On October 4, 2017, the CFPB released an interim final rule and a proposed rule to amend certain provisions of its 2016 Mortgage Servicing Final Rule. While the changes will not drastically change the 2016 Mortgage Servicing Final Rule, it is nevertheless important for mortgage servicers to synthesize the information and adjust implementation efforts as the effective dates quickly approach.
Interim Final Rule – Timing of FDCPA Written Early Intervention Notices
The CFPB’s interim final rule addresses a particular concern that had arisen among the industry over the past year relating to the timing of the provision of written early intervention notices to borrowers who have invoked their cease communication rights under the FDCPA. Under the 2016 Mortgage Servicing Final Rule, a servicer was both required to provide a modified written early intervention notice to a borrower every 180 days while also being prohibited from providing the notice more than once during any 180-day period. In effect, the rule would have required the servicer to provide the notice on exactly the 180th day in order to comply, regardless of whether the 180th day fell on a weekend or holiday.

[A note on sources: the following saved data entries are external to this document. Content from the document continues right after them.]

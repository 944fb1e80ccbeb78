//! System-wide figures from the /proc filesystem.
//!
//! Parsers take file contents so they can be tested without a live /proc;
//! the `read_*` wrappers take the procfs root (normally `/proc`).

use std::fs;
use std::path::Path;
use std::sync::Mutex;

/// Total and available memory in bytes.
#[derive(Debug, Clone, Copy, PartialEq, Eq)]
pub struct ExtendedMemoryInfo {
    pub total_bytes: u64,
    pub available_bytes: u64,
}

impl ExtendedMemoryInfo {
    /// Share of memory in use, `0.0..=100.0`.
    pub fn used_percent(&self) -> f64 {
        if self.total_bytes == 0 {
            return 0.0;
        }
        let used = self.total_bytes.saturating_sub(self.available_bytes);
        used as f64 / self.total_bytes as f64 * 100.0
    }
}

/// CPU time counters of one `cpu` line in /proc/stat, in clock ticks.
#[derive(Debug, Clone, Copy, Default, PartialEq, Eq)]
pub struct CpuStat {
    pub user: u64,
    pub nice: u64,
    pub system: u64,
    pub idle: u64,
    pub iowait: u64,
    pub irq: u64,
    pub softirq: u64,
    pub steal: u64,
}

impl CpuStat {
    /// Calculate total CPU time (all fields).
    pub fn total(&self) -> u64 {
        self.user + self.nice + self.system + self.idle + self.iowait + self.irq + self.softirq + self.steal
    }

    /// Non-active time: true idle plus time waiting for I/O.
    pub fn idle_total(&self) -> u64 {
        self.idle + self.iowait
    }
}

fn meminfo_kb(line: &str) -> Option<u64> {
    line.split_whitespace().nth(1)?.parse::<u64>().ok()
}

/// Parses MemTotal and MemAvailable out of /proc/meminfo content.
///
/// Kernels older than 3.14 have no MemAvailable; MemFree + Buffers + Cached
/// is used instead.
pub fn parse_extended_memory_info(content: &str) -> Result<ExtendedMemoryInfo, String> {
    let mut total: Option<u64> = None;
    let mut available: Option<u64> = None;
    let mut fallback = 0u64;

    for line in content.lines() {
        if line.starts_with("MemTotal:") {
            total = meminfo_kb(line);
        } else if line.starts_with("MemAvailable:") {
            available = meminfo_kb(line);
        } else if line.starts_with("MemFree:") || line.starts_with("Buffers:") || line.starts_with("Cached:") {
            fallback += meminfo_kb(line).unwrap_or(0);
        }
    }

    match total {
        Some(total) => Ok(ExtendedMemoryInfo {
            total_bytes: total * 1024,
            available_bytes: available.unwrap_or(fallback).min(total) * 1024,
        }),
        None => Err("Failed to parse MemTotal from /proc/meminfo".to_string()),
    }
}

/// Parses the aggregate `cpu` line of /proc/stat.
pub fn parse_cpu_stats(content: &str) -> Result<CpuStat, String> {
    let line = content
        .lines()
        .find(|l| l.split_whitespace().next() == Some("cpu"))
        .ok_or_else(|| "No aggregate cpu line found in /proc/stat".to_string())?;

    let fields: Vec<u64> = line
        .split_whitespace()
        .skip(1)
        .map(|f| f.parse::<u64>().unwrap_or(0))
        .collect();
    if fields.len() < 7 {
        return Err(format!(
            "Invalid cpu line in /proc/stat: expected at least 7 counters, got {}",
            fields.len()
        ));
    }

    Ok(CpuStat {
        user: fields[0],
        nice: fields[1],
        system: fields[2],
        idle: fields[3],
        iowait: fields[4],
        irq: fields[5],
        softirq: fields[6],
        steal: fields.get(7).copied().unwrap_or(0),
    })
}

/// Boot time (`btime`, seconds since the epoch) from /proc/stat.
pub fn parse_boot_time(content: &str) -> Option<i64> {
    content
        .lines()
        .find_map(|l| l.strip_prefix("btime "))
        .and_then(|v| v.trim().parse().ok())
}

/// Counts logical processors in /proc/cpuinfo.
pub fn parse_cpu_count(content: &str) -> usize {
    content
        .lines()
        .filter(|line| line.starts_with("processor"))
        .count()
}

/// Counts distinct (physical id, core id) pairs in /proc/cpuinfo.
///
/// Returns `None` when the kernel does not report core topology (some ARM
/// boards, most containers with a masked cpuinfo).
pub fn parse_physical_core_count(content: &str) -> Option<usize> {
    let mut cores = ahash::AHashSet::new();
    let mut physical_id = None;
    for line in content.lines() {
        let Some((key, value)) = line.split_once(':') else {
            physical_id = None;
            continue;
        };
        match key.trim() {
            "physical id" => physical_id = Some(value.trim().to_string()),
            "core id" => {
                let socket = physical_id.clone().unwrap_or_default();
                cores.insert((socket, value.trim().to_string()));
            }
            _ => {}
        }
    }
    (!cores.is_empty()).then_some(cores.len())
}

fn read(root: &Path, name: &str) -> Result<String, String> {
    let path = root.join(name);
    fs::read_to_string(&path).map_err(|e| format!("Failed to read {}: {}", path.display(), e))
}

pub fn read_extended_memory_info(root: &Path) -> Result<ExtendedMemoryInfo, String> {
    parse_extended_memory_info(&read(root, "meminfo")?)
}

pub fn read_cpu_stats(root: &Path) -> Result<CpuStat, String> {
    parse_cpu_stats(&read(root, "stat")?)
}

pub fn read_boot_time(root: &Path) -> Option<i64> {
    read(root, "stat").ok().as_deref().and_then(parse_boot_time)
}

/// Logical and physical core counts from cpuinfo.
pub fn read_core_counts(root: &Path) -> Result<(usize, Option<usize>), String> {
    let content = read(root, "cpuinfo")?;
    let logical = parse_cpu_count(&content);
    if logical == 0 {
        return Err("No processors found in cpuinfo".to_string());
    }
    Ok((logical, parse_physical_core_count(&content)))
}

/// Remembers the previous aggregate counters so consecutive reads yield an
/// overall CPU usage percentage.
#[derive(Debug, Default)]
pub struct CpuStatsCache {
    previous: Mutex<Option<CpuStat>>,
}

impl CpuStatsCache {
    pub fn new() -> Self {
        Self::default()
    }

    /// Records `current` and returns the busy share since the previous call,
    /// `0.0..=100.0`. The first call has no baseline and returns 0.
    pub fn usage_percent(&self, current: CpuStat) -> f64 {
        let mut guard = self.previous.lock().unwrap_or_else(|p| p.into_inner());
        let percent = match guard.as_ref() {
            Some(previous) => {
                let delta_total = current.total().saturating_sub(previous.total());
                let delta_idle = current.idle_total().saturating_sub(previous.idle_total());
                if delta_total > 0 {
                    delta_total.saturating_sub(delta_idle) as f64 / delta_total as f64 * 100.0
                } else {
                    0.0
                }
            }
            None => 0.0,
        };
        *guard = Some(current);
        percent
    }
}

#[cfg(test)]
mod tests {
    use super::*;

    const MEMINFO: &str = "MemTotal:       16384000 kB\nMemFree:         1024000 kB\nMemAvailable:    4096000 kB\nBuffers:          512000 kB\nCached:          2048000 kB\nSwapTotal:       4096000 kB\n";

    #[test]
    fn test_parse_extended_memory_info() {
        let mem = parse_extended_memory_info(MEMINFO).unwrap();
        assert_eq!(mem.total_bytes, 16384000 * 1024);
        assert_eq!(mem.available_bytes, 4096000 * 1024);
        assert!((mem.used_percent() - 75.0).abs() < 1e-9);
    }

    #[test]
    fn test_parse_memory_without_mem_available() {
        let content = "MemTotal: 1000 kB\nMemFree: 100 kB\nBuffers: 50 kB\nCached: 100 kB\n";
        let mem = parse_extended_memory_info(content).unwrap();
        assert_eq!(mem.available_bytes, 250 * 1024);
    }

    #[test]
    fn test_parse_memory_info_missing_total() {
        assert!(parse_extended_memory_info("MemFree: 8192000 kB\n").is_err());
    }

    #[test]
    fn test_parse_cpu_stats() {
        let stat = "cpu  100 5 50 800 20 3 2 1 0 0\ncpu0 50 2 25 400 10 1 1 0 0 0\nbtime 1700000000\n";
        let cpu = parse_cpu_stats(stat).unwrap();
        assert_eq!(cpu.user, 100);
        assert_eq!(cpu.steal, 1);
        assert_eq!(cpu.total(), 981);
        assert_eq!(cpu.idle_total(), 820);
        assert_eq!(parse_boot_time(stat), Some(1_700_000_000));
    }

    #[test]
    fn test_parse_cpu_stats_rejects_short_line() {
        assert!(parse_cpu_stats("cpu 1 2 3\n").is_err());
        assert!(parse_cpu_stats("intr 1 2 3\n").is_err());
    }

    #[test]
    fn test_parse_cpu_count() {
        let cpuinfo = "processor\t: 0\nvendor_id\t: GenuineIntel\nprocessor\t: 1\nvendor_id\t: GenuineIntel\n";
        assert_eq!(parse_cpu_count(cpuinfo), 2);
    }

    #[test]
    fn test_parse_physical_core_count() {
        let cpuinfo = "processor\t: 0\nphysical id\t: 0\ncore id\t\t: 0\n\n\
                       processor\t: 1\nphysical id\t: 0\ncore id\t\t: 0\n\n\
                       processor\t: 2\nphysical id\t: 0\ncore id\t\t: 1\n\n\
                       processor\t: 3\nphysical id\t: 0\ncore id\t\t: 1\n";
        assert_eq!(parse_physical_core_count(cpuinfo), Some(2));
        assert_eq!(parse_physical_core_count("processor\t: 0\n"), None);
    }

    #[test]
    fn test_cpu_stats_cache_usage() {
        let cache = CpuStatsCache::new();
        let first = CpuStat { user: 100, idle: 900, ..Default::default() };
        assert_eq!(cache.usage_percent(first), 0.0);

        let second = CpuStat { user: 150, idle: 950, ..Default::default() };
        assert!((cache.usage_percent(second) - 50.0).abs() < 1e-9);

        // Unchanged counters produce 0 rather than NaN
        assert_eq!(cache.usage_percent(second), 0.0);
    }

    #[test]
    fn test_readers_use_root() {
        let dir = tempfile::tempdir().unwrap();
        fs::write(dir.path().join("meminfo"), MEMINFO).unwrap();
        fs::write(dir.path().join("cpuinfo"), "processor\t: 0\nprocessor\t: 1\n").unwrap();
        fs::write(dir.path().join("stat"), "cpu 1 1 1 1 1 1 1 1\nbtime 42\n").unwrap();

        assert_eq!(read_extended_memory_info(dir.path()).unwrap().total_bytes, 16384000 * 1024);
        assert_eq!(read_core_counts(dir.path()).unwrap(), (2, None));
        assert_eq!(read_cpu_stats(dir.path()).unwrap().total(), 8);
        assert_eq!(read_boot_time(dir.path()), Some(42));
    }
}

Recognizing the difficulty of complying with this near impossible task, the CFPB’s interim final rule amends Regulation X to provide for a 10-day window in which servicers must provide the modified notice at the end of the 180-day period. For example, if a servicer provides a written early intervention notice to a borrower who has exercised his or her FDCPA cease communication rights on October 16, 2018, the servicer would be prohibited from providing another written early intervention notice for 180 days. After 180 days, the servicer would have a 10-day window—from April 14 to April 24, 2018—in which to provide the borrower another written early intervention notice, to the extent still required based upon the borrower’s delinquency status.
As the CFPB stated in its press release, this new framework will “provide mortgage servicers more flexibility and certainty around requirements to communicate with certain borrowers,” and “make it easier for mortgage borrowers to receive timely information from their mortgage servicers about available options for saving their home.”
The interim final rule will become effective on October 19, 2017, which is the same effective date as the corresponding provision in the 2016 Mortgage Servicing Final Rule. The CFPB is also seeking comments on the interim final rule. The comment period will close 30 days after the interim final rule is published in the Federal Register.
Proposed Rule – Transitioning to and from Bankruptcy Periodic Billing Statements
Under the current 2016 Mortgage Servicing Final Rule, servicers are provided with a single-billing-cycle exemption from the requirement to provide a periodic billing statement for a borrower transitioning from or to bankruptcy-specific disclosures. Notably, this exemption only applies if the payment due date for that billing cycle is no more than 14 days after an enumerated triggering event. This particular provision received a large number of comments from members of the industry prior to the release of the 2016 Mortgage Servicing Final Rule. The industry almost uniformly requested 60 days instead of the 14 days that ultimately made their way into the final rule.
Fortunately, it appears that the CFPB has recognized the operational challenges and has begun efforts to address the industry’s concerns. The proposed rule replaces the single-billing-cycle exemptions with a categorical single-statement exemption. What this means is that the servicer would be exempted from providing the modified or unmodified version of the next statement regardless of when in the billing cycle a triggering event occurred. Stated differently, this provides servicers with a minimum of one month and a potential of up to 75 days to transition to or from bankruptcy-specific disclosures following a triggering event.
The CFPB is currently seeking public comment on the proposed rule, which has a proposed effective date of April 19, 2018. That is the same effective date as the corresponding provision in the 2016 Mortgage Servicing Final Rule. The comment period will close 30 days after the proposed rule is published in the Federal Register.